Problem requirements:
Looking at the records below, say how many lines contain "label". Nothing else belongs in the answer.

Items from a data source

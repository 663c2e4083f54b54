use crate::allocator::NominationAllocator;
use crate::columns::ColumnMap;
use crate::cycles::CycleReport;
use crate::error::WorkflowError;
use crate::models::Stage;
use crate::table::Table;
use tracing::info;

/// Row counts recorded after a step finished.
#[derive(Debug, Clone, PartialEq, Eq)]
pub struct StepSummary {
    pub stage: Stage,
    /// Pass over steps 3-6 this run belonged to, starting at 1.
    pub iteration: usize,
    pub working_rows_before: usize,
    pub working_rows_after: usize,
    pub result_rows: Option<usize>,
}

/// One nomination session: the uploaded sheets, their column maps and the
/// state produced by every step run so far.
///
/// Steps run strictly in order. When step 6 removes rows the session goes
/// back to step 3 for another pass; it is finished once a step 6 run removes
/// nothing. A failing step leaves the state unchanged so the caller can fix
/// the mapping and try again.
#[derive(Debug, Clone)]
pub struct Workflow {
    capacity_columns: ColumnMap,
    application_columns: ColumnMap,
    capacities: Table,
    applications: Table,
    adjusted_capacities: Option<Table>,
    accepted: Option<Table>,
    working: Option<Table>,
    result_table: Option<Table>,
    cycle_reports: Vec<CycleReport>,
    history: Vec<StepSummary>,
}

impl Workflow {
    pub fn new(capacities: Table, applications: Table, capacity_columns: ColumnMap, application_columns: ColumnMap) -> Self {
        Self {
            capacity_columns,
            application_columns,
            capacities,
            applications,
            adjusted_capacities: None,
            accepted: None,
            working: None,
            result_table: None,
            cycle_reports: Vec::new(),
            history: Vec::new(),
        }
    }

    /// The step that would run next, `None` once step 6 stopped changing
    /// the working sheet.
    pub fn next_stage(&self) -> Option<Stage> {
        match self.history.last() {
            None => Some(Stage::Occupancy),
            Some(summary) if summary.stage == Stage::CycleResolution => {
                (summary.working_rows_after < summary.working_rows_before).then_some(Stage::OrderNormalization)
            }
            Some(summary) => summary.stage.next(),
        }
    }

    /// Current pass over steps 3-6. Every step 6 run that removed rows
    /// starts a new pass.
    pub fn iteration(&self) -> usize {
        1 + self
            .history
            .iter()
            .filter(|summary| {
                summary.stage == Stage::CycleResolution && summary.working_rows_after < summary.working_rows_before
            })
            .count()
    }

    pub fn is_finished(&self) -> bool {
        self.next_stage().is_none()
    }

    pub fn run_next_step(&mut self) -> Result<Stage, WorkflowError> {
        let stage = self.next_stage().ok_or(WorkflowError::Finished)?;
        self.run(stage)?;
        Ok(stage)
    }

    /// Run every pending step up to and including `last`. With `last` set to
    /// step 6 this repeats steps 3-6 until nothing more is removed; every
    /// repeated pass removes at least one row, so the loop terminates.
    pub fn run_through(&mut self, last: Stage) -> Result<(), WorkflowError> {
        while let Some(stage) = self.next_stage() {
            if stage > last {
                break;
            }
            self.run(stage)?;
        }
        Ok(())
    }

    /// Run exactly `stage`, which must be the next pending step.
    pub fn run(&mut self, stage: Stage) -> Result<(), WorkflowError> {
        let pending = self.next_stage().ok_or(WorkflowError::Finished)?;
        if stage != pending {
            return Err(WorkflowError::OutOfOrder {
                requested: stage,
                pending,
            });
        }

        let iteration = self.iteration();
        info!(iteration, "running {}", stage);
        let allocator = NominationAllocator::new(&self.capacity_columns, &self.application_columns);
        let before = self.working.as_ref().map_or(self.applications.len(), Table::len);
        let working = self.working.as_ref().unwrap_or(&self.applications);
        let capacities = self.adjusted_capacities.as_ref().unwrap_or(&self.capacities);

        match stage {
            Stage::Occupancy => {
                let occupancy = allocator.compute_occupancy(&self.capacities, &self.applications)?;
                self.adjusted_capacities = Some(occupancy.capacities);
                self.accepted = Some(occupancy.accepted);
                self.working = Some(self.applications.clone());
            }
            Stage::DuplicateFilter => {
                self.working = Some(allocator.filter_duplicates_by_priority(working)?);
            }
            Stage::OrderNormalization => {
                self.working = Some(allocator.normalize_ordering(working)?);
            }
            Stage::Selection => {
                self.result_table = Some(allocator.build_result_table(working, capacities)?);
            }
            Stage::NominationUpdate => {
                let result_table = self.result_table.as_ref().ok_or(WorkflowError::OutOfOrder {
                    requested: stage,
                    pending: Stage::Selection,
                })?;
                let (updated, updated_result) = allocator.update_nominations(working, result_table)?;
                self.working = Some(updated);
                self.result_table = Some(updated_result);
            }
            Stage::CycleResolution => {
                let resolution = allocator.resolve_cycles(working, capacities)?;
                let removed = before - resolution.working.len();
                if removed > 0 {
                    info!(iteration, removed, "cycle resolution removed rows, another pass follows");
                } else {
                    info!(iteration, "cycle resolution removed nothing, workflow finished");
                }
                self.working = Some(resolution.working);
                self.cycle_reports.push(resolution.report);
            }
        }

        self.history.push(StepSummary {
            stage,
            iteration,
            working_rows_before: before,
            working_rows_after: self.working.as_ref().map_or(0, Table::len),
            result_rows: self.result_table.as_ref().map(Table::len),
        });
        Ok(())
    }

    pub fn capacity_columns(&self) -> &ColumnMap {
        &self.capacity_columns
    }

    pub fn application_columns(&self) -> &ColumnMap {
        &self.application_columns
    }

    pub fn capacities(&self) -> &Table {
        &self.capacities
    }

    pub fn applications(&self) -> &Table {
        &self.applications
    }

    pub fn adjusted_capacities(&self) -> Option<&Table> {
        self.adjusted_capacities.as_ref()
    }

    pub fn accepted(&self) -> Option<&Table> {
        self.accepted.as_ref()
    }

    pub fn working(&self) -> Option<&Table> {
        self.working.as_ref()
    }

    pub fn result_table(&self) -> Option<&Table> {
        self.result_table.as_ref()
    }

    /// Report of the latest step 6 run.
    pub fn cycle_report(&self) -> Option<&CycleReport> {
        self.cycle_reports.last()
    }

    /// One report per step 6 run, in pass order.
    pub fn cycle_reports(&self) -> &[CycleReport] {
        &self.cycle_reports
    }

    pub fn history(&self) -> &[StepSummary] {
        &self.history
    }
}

* * *

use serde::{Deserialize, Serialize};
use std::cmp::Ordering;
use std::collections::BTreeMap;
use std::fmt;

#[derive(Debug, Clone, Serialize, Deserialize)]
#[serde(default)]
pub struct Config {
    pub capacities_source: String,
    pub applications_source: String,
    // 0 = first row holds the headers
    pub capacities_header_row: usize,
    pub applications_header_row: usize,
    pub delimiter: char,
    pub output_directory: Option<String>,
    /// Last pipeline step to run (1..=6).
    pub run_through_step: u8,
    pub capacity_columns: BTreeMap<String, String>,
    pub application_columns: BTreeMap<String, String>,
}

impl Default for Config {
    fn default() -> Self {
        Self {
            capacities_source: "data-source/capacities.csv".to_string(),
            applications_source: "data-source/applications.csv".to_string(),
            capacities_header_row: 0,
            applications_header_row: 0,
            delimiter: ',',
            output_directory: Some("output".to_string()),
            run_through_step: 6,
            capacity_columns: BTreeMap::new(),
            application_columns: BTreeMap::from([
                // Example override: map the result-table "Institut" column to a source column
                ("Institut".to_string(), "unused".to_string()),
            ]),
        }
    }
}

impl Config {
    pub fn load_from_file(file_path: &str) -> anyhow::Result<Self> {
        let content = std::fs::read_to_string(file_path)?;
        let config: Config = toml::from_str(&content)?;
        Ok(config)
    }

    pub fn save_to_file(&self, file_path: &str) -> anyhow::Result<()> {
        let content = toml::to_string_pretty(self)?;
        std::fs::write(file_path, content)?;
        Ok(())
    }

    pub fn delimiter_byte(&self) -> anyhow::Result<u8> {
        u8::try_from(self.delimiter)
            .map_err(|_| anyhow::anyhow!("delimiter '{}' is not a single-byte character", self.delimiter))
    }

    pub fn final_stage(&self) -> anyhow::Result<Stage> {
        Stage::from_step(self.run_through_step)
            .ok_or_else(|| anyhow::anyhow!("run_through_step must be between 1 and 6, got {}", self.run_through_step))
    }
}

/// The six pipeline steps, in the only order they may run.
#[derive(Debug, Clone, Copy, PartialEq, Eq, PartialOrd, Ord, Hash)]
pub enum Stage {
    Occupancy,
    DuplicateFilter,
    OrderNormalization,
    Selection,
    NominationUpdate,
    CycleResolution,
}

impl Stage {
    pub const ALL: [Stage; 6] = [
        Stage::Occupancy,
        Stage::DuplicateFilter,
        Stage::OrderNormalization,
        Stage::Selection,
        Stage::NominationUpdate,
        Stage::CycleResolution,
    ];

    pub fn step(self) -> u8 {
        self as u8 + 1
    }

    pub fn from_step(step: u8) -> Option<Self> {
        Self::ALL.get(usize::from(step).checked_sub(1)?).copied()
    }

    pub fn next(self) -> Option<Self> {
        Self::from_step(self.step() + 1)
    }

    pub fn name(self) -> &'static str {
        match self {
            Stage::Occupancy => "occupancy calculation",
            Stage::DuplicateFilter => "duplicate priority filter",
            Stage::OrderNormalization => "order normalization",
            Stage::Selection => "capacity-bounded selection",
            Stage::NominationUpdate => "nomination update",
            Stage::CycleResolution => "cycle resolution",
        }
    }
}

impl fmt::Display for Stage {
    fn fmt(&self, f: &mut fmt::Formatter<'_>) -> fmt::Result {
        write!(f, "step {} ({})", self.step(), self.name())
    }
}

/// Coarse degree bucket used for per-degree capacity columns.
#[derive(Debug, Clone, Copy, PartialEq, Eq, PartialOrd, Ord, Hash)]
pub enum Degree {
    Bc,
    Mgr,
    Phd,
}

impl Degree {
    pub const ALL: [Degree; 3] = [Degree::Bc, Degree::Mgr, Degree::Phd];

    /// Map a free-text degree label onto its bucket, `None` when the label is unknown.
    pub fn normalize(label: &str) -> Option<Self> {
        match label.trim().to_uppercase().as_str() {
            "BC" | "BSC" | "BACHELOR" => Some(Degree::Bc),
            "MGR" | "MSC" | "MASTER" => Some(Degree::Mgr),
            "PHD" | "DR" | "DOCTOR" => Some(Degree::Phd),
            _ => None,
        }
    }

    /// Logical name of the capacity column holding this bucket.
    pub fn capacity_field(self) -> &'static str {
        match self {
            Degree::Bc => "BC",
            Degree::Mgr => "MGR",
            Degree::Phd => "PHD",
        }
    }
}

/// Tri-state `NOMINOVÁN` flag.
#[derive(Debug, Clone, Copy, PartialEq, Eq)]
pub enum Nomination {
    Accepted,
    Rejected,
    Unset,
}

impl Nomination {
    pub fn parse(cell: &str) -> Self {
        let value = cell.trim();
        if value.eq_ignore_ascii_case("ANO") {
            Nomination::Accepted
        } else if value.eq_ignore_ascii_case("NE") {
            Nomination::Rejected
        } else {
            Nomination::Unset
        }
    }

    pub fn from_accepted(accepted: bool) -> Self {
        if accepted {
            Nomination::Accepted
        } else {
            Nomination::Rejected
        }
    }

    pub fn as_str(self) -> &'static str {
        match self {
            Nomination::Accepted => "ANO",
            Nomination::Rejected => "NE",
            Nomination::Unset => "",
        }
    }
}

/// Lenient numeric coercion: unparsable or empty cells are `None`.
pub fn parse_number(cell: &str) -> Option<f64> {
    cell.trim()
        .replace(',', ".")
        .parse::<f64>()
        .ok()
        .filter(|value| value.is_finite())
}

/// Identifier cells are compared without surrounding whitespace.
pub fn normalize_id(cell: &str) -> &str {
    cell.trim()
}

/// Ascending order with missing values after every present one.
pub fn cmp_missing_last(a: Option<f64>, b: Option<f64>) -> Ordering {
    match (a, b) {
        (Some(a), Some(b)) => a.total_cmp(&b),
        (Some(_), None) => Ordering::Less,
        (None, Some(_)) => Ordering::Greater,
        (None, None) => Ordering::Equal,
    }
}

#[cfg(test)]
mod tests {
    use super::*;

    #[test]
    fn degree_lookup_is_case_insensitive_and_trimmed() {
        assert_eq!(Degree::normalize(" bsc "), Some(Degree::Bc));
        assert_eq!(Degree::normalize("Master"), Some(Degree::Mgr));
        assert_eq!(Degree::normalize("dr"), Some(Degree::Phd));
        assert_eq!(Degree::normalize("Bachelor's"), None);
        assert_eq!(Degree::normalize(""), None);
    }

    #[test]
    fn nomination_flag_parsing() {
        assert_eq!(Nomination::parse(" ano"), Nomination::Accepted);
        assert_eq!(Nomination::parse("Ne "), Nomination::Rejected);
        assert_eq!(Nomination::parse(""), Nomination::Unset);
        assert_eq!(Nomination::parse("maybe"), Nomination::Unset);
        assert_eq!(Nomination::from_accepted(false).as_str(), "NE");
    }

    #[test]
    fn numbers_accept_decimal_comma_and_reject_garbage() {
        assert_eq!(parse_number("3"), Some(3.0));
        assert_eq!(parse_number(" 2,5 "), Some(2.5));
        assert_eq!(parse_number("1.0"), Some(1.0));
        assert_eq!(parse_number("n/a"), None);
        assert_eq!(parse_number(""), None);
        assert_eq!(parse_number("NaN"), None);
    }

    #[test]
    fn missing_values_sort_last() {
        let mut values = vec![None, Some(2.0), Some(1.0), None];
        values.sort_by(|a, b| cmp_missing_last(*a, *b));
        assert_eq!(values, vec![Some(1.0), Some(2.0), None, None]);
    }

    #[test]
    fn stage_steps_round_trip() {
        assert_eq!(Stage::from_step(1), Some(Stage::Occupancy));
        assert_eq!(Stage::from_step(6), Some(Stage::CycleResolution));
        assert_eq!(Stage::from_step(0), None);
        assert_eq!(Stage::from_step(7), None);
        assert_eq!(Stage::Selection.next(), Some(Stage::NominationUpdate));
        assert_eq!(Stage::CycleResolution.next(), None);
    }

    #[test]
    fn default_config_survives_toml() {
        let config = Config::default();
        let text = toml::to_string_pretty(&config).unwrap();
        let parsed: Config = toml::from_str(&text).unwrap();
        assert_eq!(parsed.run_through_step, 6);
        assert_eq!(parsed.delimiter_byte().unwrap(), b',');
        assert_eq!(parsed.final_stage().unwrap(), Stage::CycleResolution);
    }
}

Solved problem:
3